#### Directions for this task
Please output exactly the part of the records below that opens with the line containing "Self::new()" and closes with the line containing "impl<T> FromIterator<T> for", both lines included, and nothing else.

(Source material Opens)

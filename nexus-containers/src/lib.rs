//! Foundational linear and priority containers.
//!
//! Two independent building blocks, plus two adapters:
//!
//! ```text
//! MinHeap<T>           - array-backed binary heap, removal by position
//! DoublyLinkedList<T>  - slab-allocated nodes, O(1) at both ends
//!     │
//!     ├── Queue<T>     - FIFO: push_back / pop_front
//!     │
//!     └── Stack<T>     - LIFO: push_back / pop_back
//! ```
//!
//! # Quick Start
//!
//! ```
//! use nexus_containers::{DoublyLinkedList, MinHeap, Queue, Stack};
//!
//! let mut heap: MinHeap<u32> = [5, 3, 8, 1, 4].into_iter().collect();
//! assert_eq!(heap.pop(), Some(1));
//! assert_eq!(heap.peek(), Some(&3));
//!
//! let mut list: DoublyLinkedList<u32> = (1..=5).collect();
//! assert_eq!(list.remove_at(2), Some(3));
//! assert_eq!(list.get(2), Some(&4));
//!
//! let mut queue: Queue<u32> = (1..=3).collect();
//! assert_eq!(queue.dequeue(), Some(1));
//!
//! let mut stack: Stack<u32> = (1..=3).collect();
//! assert_eq!(stack.pop(), Some(3));
//! ```
//!
//! # Empty and Invalid Access
//!
//! Reading or removing from an empty container, and out-of-range positional
//! access, are ordinary outcomes: they return `None` and leave the container
//! untouched. Nothing here panics on caller input.
//!
//! # Invariant Checks
//!
//! [`MinHeap::check_invariants`] and [`DoublyLinkedList::check_invariants`]
//! walk the whole structure and report the first corruption found as a
//! [`HeapInvariantError`] or [`ListInvariantError`]. They are O(n) and meant
//! for tests and debugging, not hot paths.
//!
//! # Threading
//!
//! Every container is a plain owned value. Mutation needs `&mut self`, so
//! sharing across threads means wrapping in a lock, the same as `Vec`.

#![warn(missing_docs)]

pub mod error;
pub mod heap;
mod link;
pub mod list;
pub mod queue;
pub mod stack;

pub use error::{HeapInvariantError, ListInvariantError};
pub use heap::MinHeap;
pub use list::DoublyLinkedList;
pub use queue::Queue;
pub use stack::Stack;
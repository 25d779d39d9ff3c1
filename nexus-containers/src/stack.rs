//! LIFO stack over a [`DoublyLinkedList`].

use core::fmt;

use crate::DoublyLinkedList;
use crate::list::Iter;

/// A last-in, first-out stack.
///
/// The top of the stack is the back of the underlying list.
///
/// # Example
///
/// ```
/// use nexus_containers::Stack;
///
/// let mut stack = Stack::new();
/// stack.push(1);
/// stack.push(2);
/// stack.push(3);
///
/// assert_eq!(stack.peek(), Some(&3));
/// assert_eq!(stack.pop(), Some(3));
/// assert_eq!(stack.pop(), Some(2));
/// assert_eq!(stack.pop(), Some(1));
/// assert_eq!(stack.pop(), None);
/// ```
#[derive(Clone, PartialEq, Eq)]
pub struct Stack<T> {
    list: DoublyLinkedList<T>,
}

impl<T> Default for Stack<T> {
    fn default() -> Self {
        Self::new()
    }
}

impl<T> Stack<T> {
    /// Creates an empty stack.
    #[inline]
    pub fn new() -> Self {
        Self {
            list: DoublyLinkedList::new(),
        }
    }

    /// Creates an empty stack with room for `capacity` elements.
    #[inline]
    pub fn with_capacity(capacity: usize) -> Self {
        Self {
            list: DoublyLinkedList::with_capacity(capacity),
        }
    }

    /// Returns the number of elements on the stack.
    #[inline]
    pub fn len(&self) -> usize {
        self.list.len()
    }

    /// Returns `true` if the stack is empty.
    #[inline]
    pub fn is_empty(&self) -> bool {
        self.list.is_empty()
    }

    /// Pushes an element onto the top of the stack. O(1).
    #[inline]
    pub fn push(&mut self, value: T) {
        self.list.push_back(value);
    }

    /// Removes and returns the top element. O(1).
    #[inline]
    pub fn pop(&mut self) -> Option<T> {
        self.list.pop_back()
    }

    /// Returns the top element. O(1).
    #[inline]
    pub fn peek(&self) -> Option<&T> {
        self.list.back()
    }

    /// Returns an iterator from the bottom of the stack to the top.
    #[inline]
    pub fn iter(&self) -> Iter<'_, T> {
        self.list.iter()
    }
}

impl<T: fmt::Debug> fmt::Debug for Stack<T> {
    fn fmt(&self, f: &mut fmt::Formatter<'_>) -> fmt::Result {
        f.debug_struct("Stack").field("items", &self.list).finish()
    }
}

impl<T> FromIterator<T> for Stack<T> {
    fn from_iter<I: IntoIterator<Item = T>>(iter: I) -> Self {
        Self {
            list: iter.into_iter().collect(),
        }
    }
}

impl<T> Extend<T> for Stack<T> {
    fn extend<I: IntoIterator<Item = T>>(&mut self, iter: I) {
        self.list.extend(iter);
    }
}

impl<'a, T> IntoIterator for &'a Stack<T> {
    type Item = &'a T;
    type IntoIter = Iter<'a, T>;

    fn into_iter(self) -> Self::IntoIter {
        self.iter()
    }
}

(Source material Closes)

#### Answer to this exercise
        Self::new()
    }
}

impl<T> Stack<T> {
    /// Creates an empty stack.
    #[inline]
    pub fn new() -> Self {
        Self {
            list: DoublyLinkedList::new(),
        }
    }

    /// Creates an empty stack with room for `capacity` elements.
    #[inline]
    pub fn with_capacity(capacity: usize) -> Self {
        Self {
            list: DoublyLinkedList::with_capacity(capacity),
        }
    }

    /// Returns the number of elements on the stack.
    #[inline]
    pub fn len(&self) -> usize {
        self.list.len()
    }

    /// Returns `true` if the stack is empty.
    #[inline]
    pub fn is_empty(&self) -> bool {
        self.list.is_empty()
    }

    /// Pushes an element onto the top of the stack. O(1).
    #[inline]
    pub fn push(&mut self, value: T) {
        self.list.push_back(value);
    }

    /// Removes and returns the top element. O(1).
    #[inline]
    pub fn pop(&mut self) -> Option<T> {
        self.list.pop_back()
    }

    /// Returns the top element. O(1).
    #[inline]
    pub fn peek(&self) -> Option<&T> {
        self.list.back()
    }

    /// Returns an iterator from the bottom of the stack to the top.
    #[inline]
    pub fn iter(&self) -> Iter<'_, T> {
        self.list.iter()
    }
}

impl<T: fmt::Debug> fmt::Debug for Stack<T> {
    fn fmt(&self, f: &mut fmt::Formatter<'_>) -> fmt::Result {
        f.debug_struct("Stack").field("items", &self.list).finish()
    }
}

impl<T> FromIterator<T> for Stack<T> {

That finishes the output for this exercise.